This blog may contain not-so-strong languages and slightly strong ecchi pictures. Please proceed with caution.

Tuesday, 10 June 2014

Sejong Center, Seoul Jongno-gu: King Sejong loves modern cultural arts.

Sejong Center for the Performing Arts (Hanja/Romanization: 世宗文化會館/Sejong Munhwa Hoegwan) is the largest arts and cultural complex in 175 Sejong Boulevard/Sejong-daero, Sejongno 81-3 beonji, Seoul Jongno-gu, South Korea. It has an interior area of 53,202m². It is situated in the center of the capital, on Sejongno, a main road that cuts through the capital city of the Joseon Dynasty. The center took 4 years to complete, opening its doors in 1978. It was "built as a cultural center for Seoulites." It currently is home to the biggest pipe organ in Asia.

After the Seoul National Hall was destroyed by fire in 1972, the City Council of Seoul commissioned the construction of a venue to continue the cultural heritage of that structure. Built in 1978, commissioned by the City of Seoul, Sejong Center was largely unsupported financially for 20 years, being under the control of the Special City of Seoul. In 1999, the center was placed under control of a foundation governed by civilians whose passion for the arts fueled its massive newfound success.

The center's design was based on a fusion of Korean national symbols and the western architectural designs. The name "Sejong" is from the 4th ruling King of the Joseon Dynasty, Sejong the Great.

On 23 September 2012, the Seoul Metropolitan Government started on a trial basis, a 550-m designated section of Sejong-daero as pedestrian-only but permitted for cyclists. The section includes the road from the Gwanghwamun three-way intersection, along Gwanghwamun Plaza in front of the Sejong Center to the Sejong-ro intersection.

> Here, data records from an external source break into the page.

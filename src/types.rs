use serde::{Deserialize, Serialize};
use wallpaper_provider_interface::SourceType;

pub(crate) const DEFAULT_DESCRIPTION: &str = "Custom Source";

/// User-added source as persisted in the `custom_sources` JSON array.
#[derive(Debug, Clone, PartialEq, Eq, Serialize, Deserialize)]
pub struct CustomSourceRecord {
    pub id: String,
    pub title: String,
    pub url: String,
    #[serde(rename = "type", default)]
    pub source_type: SourceType,
    #[serde(default, skip_serializing_if = "Option::is_none")]
    pub description: Option<String>,
    #[serde(default, skip_serializing_if = "Option::is_none")]
    pub thumbnail: Option<String>,
    /// Present when `url` was extracted from a page link and may expire.
    #[serde(default, skip_serializing_if = "Option::is_none")]
    pub stream: Option<StreamOrigin>,
}

/// Where a stored stream URL came from.
#[derive(Debug, Clone, Copy, PartialEq, Eq, Serialize, Deserialize)]
#[serde(rename_all = "lowercase")]
pub enum StreamKind {
    /// Signed media URL pasted directly (googlevideo, mp4 and similar).
    Direct,
    Youtube,
    Rutube,
}

#[derive(Debug, Clone, PartialEq, Eq, Serialize, Deserialize)]
pub struct StreamOrigin {
    pub original_url: String,
    pub kind: StreamKind,
    /// Unix epoch milliseconds of the last extraction.
    pub resolved_at: u64,
}

impl CustomSourceRecord {
    pub fn new(id: impl Into<String>, title: impl Into<String>, url: impl Into<String>, source_type: SourceType) -> Self {
        Self { id: id.into(), title: title.into(), url: url.into(), source_type, description: None, thumbnail: None, stream: None }
    }

    pub fn with_description(mut self, description: impl Into<String>) -> Self {
        self.description = Some(description.into());
        self
    }

    pub fn with_thumbnail(mut self, thumbnail: impl Into<String>) -> Self {
        self.thumbnail = Some(thumbnail.into());
        self
    }

    pub fn with_stream(mut self, origin: StreamOrigin) -> Self {
        self.stream = Some(origin);
        self
    }
}

// Wire shape of the image-of-the-day feed. Extra fields are ignored.
#[derive(Deserialize)]
pub(crate) struct FeedResponse { pub images: Vec<FeedImage> }

#[derive(Deserialize)]
pub(crate) struct FeedImage {
    pub url: String,
    pub title: String,
    pub copyright: String,
}
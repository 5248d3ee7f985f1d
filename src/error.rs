use thiserror::Error;

/// Failure talking to the remote image feed. Always recovered by the aggregator.
#[derive(Debug, Error)]
pub enum FetchError {
    #[error("request to image feed failed: {0}")]
    Http(#[from] reqwest::Error),

    #[error("image feed returned unexpected status {0}")]
    Status(u16),

    #[error("failed to parse image feed response: {0}")]
    Parse(String),
}

#[derive(Debug, Error)]
pub enum ProviderError {
    #[error(transparent)]
    Fetch(#[from] FetchError),

    #[error("preference store error: {0}")]
    Persistence(String),

    #[error("stored custom sources are malformed: {0}")]
    CorruptSources(String),

    #[error("a custom source with id `{0}` already exists")]
    DuplicateSource(String),

    #[error("{0}")]
    InvalidSource(String),

    #[error("No wallpapers available")]
    NoWallpapers,
}

impl ProviderError {
    pub(crate) fn persistence(err: impl std::fmt::Display) -> Self {
        ProviderError::Persistence(err.to_string())
    }
}

pub type Result<T, E = ProviderError> = std::result::Result<T, E>;
//! Host bridge for the wallpaper provider.
//! Exposes the callback-style surface the launcher's plugin runtime calls into.

use std::sync::Arc;

use anyhow::Result;
use wallpaper_provider::prelude::*;

pub struct ProviderBridge {
    inner: Arc<Provider>,
}

impl ProviderBridge {
    /// Open the provider from config; `None` uses defaults plus environment overrides.
    pub async fn new(config: Option<ProviderConfig>) -> Result<Self> {
        let config = match config {
            Some(c) => c,
            None => ProviderConfig::load(None)?,
        };
        let p = Provider::connect(config).await?;
        Ok(Self { inner: Arc::new(p) })
    }

    pub fn from_provider(provider: Arc<Provider>) -> Self { Self { inner: provider } }

    /// Answer a host wallpaper request through its callback.
    pub async fn on_get_wallpapers(&self, callback: &dyn WallpaperCallback) {
        tracing::debug!("on_get_wallpapers called");
        match self.inner.get_wallpapers().await {
            Ok(list) => callback.on_success(list),
            Err(e) => callback.on_error(&e.to_string()),
        }
    }

    pub async fn get_preferences(&self) -> Result<String> {
        Ok(self.inner.export_preferences().await?)
    }

    pub async fn set_preferences(&self, params: String) -> Result<()> {
        Ok(self.inner.import_preferences(&params).await?)
    }
}

#[cfg(test)]
mod tests {
    use super::*;
    use std::sync::Mutex;

    #[derive(Default)]
    struct Recorder {
        success: Mutex<Option<Vec<WallpaperEntry>>>,
        error: Mutex<Option<String>>,
    }

    impl WallpaperCallback for Recorder {
        fn on_success(&self, wallpapers: Vec<WallpaperEntry>) {
            *self.success.lock().unwrap() = Some(wallpapers);
        }
        fn on_error(&self, message: &str) {
            *self.error.lock().unwrap() = Some(message.to_string());
        }
    }

    async fn offline_bridge(dir: &tempfile::TempDir) -> ProviderBridge {
        let config = ProviderConfig {
            // Nothing listens here; the remote fetch fails fast.
            endpoint: "http://127.0.0.1:9/feed".into(),
            database_url: Some(wallpaper_provider::db::sqlite_url_for(&dir.path().join("prefs.db"))),
            ..ProviderConfig::default()
        };
        ProviderBridge::new(Some(config)).await.unwrap()
    }

    #[tokio::test]
    async fn empty_provider_reports_error() {
        let dir = tempfile::tempdir().unwrap();
        let bridge = offline_bridge(&dir).await;
        let rec = Recorder::default();
        bridge.on_get_wallpapers(&rec).await;
        assert_eq!(rec.error.lock().unwrap().as_deref(), Some("No wallpapers available"));
        assert!(rec.success.lock().unwrap().is_none());
    }

    #[tokio::test]
    async fn imported_sources_are_delivered() {
        let dir = tempfile::tempdir().unwrap();
        let bridge = offline_bridge(&dir).await;
        bridge
            .set_preferences(r#"{"include_bing":false,"custom_sources":[{"id":"custom_1","title":"Cam","url":"https://c/live.m3u8","type":"video"}]}"#.into())
            .await
            .unwrap();
        let rec = Recorder::default();
        bridge.on_get_wallpapers(&rec).await;
        let list = rec.success.lock().unwrap().take().unwrap();
        assert_eq!(list.len(), 1);
        assert_eq!(list[0].description, "Custom Source");
        assert_eq!(list[0].source_type, SourceType::Video);
    }
}
// App layer: command runners and console presentation built on top of core operations.

pub mod asset_helper;
pub mod report;
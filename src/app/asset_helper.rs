use crate::app::report;
use crate::config::AssetConfig;
use crate::core::asset_organizer::organize_assets;
use crate::core::asset_status::asset_status;
use crate::core::asset_validator::validate_assets;

#[derive(Debug, Clone, Copy, PartialEq, Eq)]
pub enum AssetCommand {
    Validate,
    Organize,
    Status,
}

impl AssetCommand {
    /// 不分大小寫
    pub fn parse_name(name: &str) -> Option<Self> {
        match name.to_lowercase().as_str() {
            "validate" => Some(AssetCommand::Validate),
            "organize" => Some(AssetCommand::Organize),
            "status" => Some(AssetCommand::Status),
            _ => None,
        }
    }
}

pub fn help_banner() -> String {
    [
        "🎨 Figma Asset Helper",
        "=".repeat(30).as_str(),
        "Commands:",
        "  asset-helper validate",
        "  asset-helper organize",
        "  asset-helper status",
    ]
    .join("\n")
}

pub fn unknown_command_help() -> String {
    [
        "Unknown command. Available commands:",
        "  validate  - Check if all CSS assets exist",
        "  organize  - Move assets to proper subfolders",
        "  status    - Show integration status",
    ]
    .join("\n")
}

pub fn execute(command: AssetCommand, config: &AssetConfig) -> String {
    tracing::debug!("Running asset command {:?}", command);
    match command {
        AssetCommand::Validate => report::render_validation(&validate_assets(config)),
        AssetCommand::Organize => report::render_organize(&organize_assets(config)),
        AssetCommand::Status => report::render_status(&asset_status(config)),
    }
}

/// 未知或缺少指令時只印出說明，不會動到任何檔案
pub fn run_asset_command(command: Option<&str>, config: &AssetConfig) -> String {
    match command {
        None => help_banner(),
        Some(name) => match AssetCommand::parse_name(name) {
            Some(command) => execute(command, config),
            None => {
                tracing::debug!("Unknown asset command: {}", name);
                unknown_command_help()
            }
        },
    }
}

#[cfg(test)]
mod tests {
    use super::*;

    #[test]
    fn test_parse_name_is_case_insensitive() {
        assert_eq!(AssetCommand::parse_name("validate"), Some(AssetCommand::Validate));
        assert_eq!(AssetCommand::parse_name("ORGANIZE"), Some(AssetCommand::Organize));
        assert_eq!(AssetCommand::parse_name("Status"), Some(AssetCommand::Status));
        assert_eq!(AssetCommand::parse_name("deploy"), None);
        assert_eq!(AssetCommand::parse_name(""), None);
    }

    #[test]
    fn test_no_command_prints_banner() {
        let output = run_asset_command(None, &AssetConfig::default());
        assert!(output.contains("Figma Asset Helper"));
        assert!(output.contains("asset-helper organize"));
    }

    #[test]
    fn test_unknown_command_prints_listing() {
        let output = run_asset_command(Some("explode"), &AssetConfig::default());
        assert!(output.starts_with("Unknown command."));
        assert!(output.contains("validate  - Check if all CSS assets exist"));
    }
}
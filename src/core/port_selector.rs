//! Port selection for the development server.
//!
//! Candidates are probed by binding and immediately releasing a listener; the
//! server rebinds the winning port afterwards. Another process can claim the
//! port between the probe and the real bind; that window is accepted for a
//! local development tool.

use crate::config::ServerConfig;
use crate::utils::error::{DevToolsError, Result};
use std::net::{IpAddr, SocketAddr, TcpListener};

#[derive(Debug, Clone, PartialEq, Eq)]
pub struct PortPlan {
    pub host: IpAddr,
    pub preferred: u16,
    pub fallbacks: Vec<u16>,
}

impl PortPlan {
    pub fn new(host: IpAddr, preferred: u16, fallbacks: Vec<u16>) -> Self {
        Self {
            host,
            preferred,
            fallbacks,
        }
    }

    pub fn from_config(config: &ServerConfig) -> Self {
        Self::new(config.host, config.port, config.fallback_ports.clone())
    }

    /// 偏好埠在前，備用埠依設定順序
    pub fn candidates(&self) -> impl Iterator<Item = u16> + '_ {
        std::iter::once(self.preferred).chain(self.fallbacks.iter().copied())
    }
}

#[derive(Debug, Clone, Copy, PartialEq, Eq)]
pub enum PortSource {
    Preferred,
    /// index into `PortPlan::fallbacks`
    Fallback(usize),
    Ephemeral,
}

#[derive(Debug, Clone, PartialEq, Eq)]
pub struct PortProbe {
    pub port: u16,
    pub reason: String,
}

#[derive(Debug, Clone, PartialEq, Eq)]
pub struct PortSelection {
    pub port: u16,
    pub source: PortSource,
    pub rejected: Vec<PortProbe>,
}

impl PortSelection {
    pub fn used_fallback(&self) -> bool {
        self.source != PortSource::Preferred
    }
}

fn probe(host: IpAddr, port: u16) -> std::io::Result<u16> {
    let listener = TcpListener::bind(SocketAddr::new(host, port))?;
    let bound = listener.local_addr()?.port();
    drop(listener);
    Ok(bound)
}

pub fn select_port(plan: &PortPlan) -> Result<PortSelection> {
    let mut rejected = Vec::new();

    for (index, port) in plan.candidates().enumerate() {
        match probe(plan.host, port) {
            Ok(bound) => {
                let source = if index == 0 {
                    PortSource::Preferred
                } else {
                    PortSource::Fallback(index - 1)
                };
                tracing::debug!("Port {} is available ({:?})", bound, source);
                return Ok(PortSelection {
                    port: bound,
                    source,
                    rejected,
                });
            }
            Err(e) => {
                tracing::debug!("Port {} unavailable: {}", port, e);
                rejected.push(PortProbe {
                    port,
                    reason: e.to_string(),
                });
            }
        }
    }

    // 所有預設埠都被占用時，交給作業系統分配
    let port = probe(plan.host, 0).map_err(|e| DevToolsError::PortExhausted {
        message: format!(
            "all {} candidate ports are busy and the OS could not assign one: {}",
            rejected.len(),
            e
        ),
    })?;
    tracing::debug!("Using OS-assigned port {}", port);

    Ok(PortSelection {
        port,
        source: PortSource::Ephemeral,
        rejected,
    })
}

A world-class performing arts center, Sejong Center is the largest cultural arts complex in Seoul. Since its opening in 1978, it has been dedicated to the preservation and celebration of authentic Korean art, enriching the lives of Seoul citizens. After going through renovations in 2007 the Sejong Center reopened with new facilities and is now comprised of the Grand Theater, M Theater, Sejong Chamber Hall, art gallery, and other spaces to accommodate various kinds of performances and exhibitions.

The Grand Theater of Sejong Center (occ. 3,022), the center’s main performance venue, houses the largest pipe organ in Asia and a majestic stage that can be transformed to accommodate any type of performance (concerts, plays, ballets, movies, etc.). The theater also comes equipped with computer-controlled lighting and audio systems, which allow for precision staging.

M Theater can seat up to 609 people on its three floors and boasts a relatively large stage (capacity: 100 performers) compared to the theater’s small size.

Subsidiary facilities at the Sejong Center include an art shop, conference rooms for artists, and many spacious lounges where people can relax. The Sejong Center is worth visiting not only for an exhibition or performance, but also just to take a look around.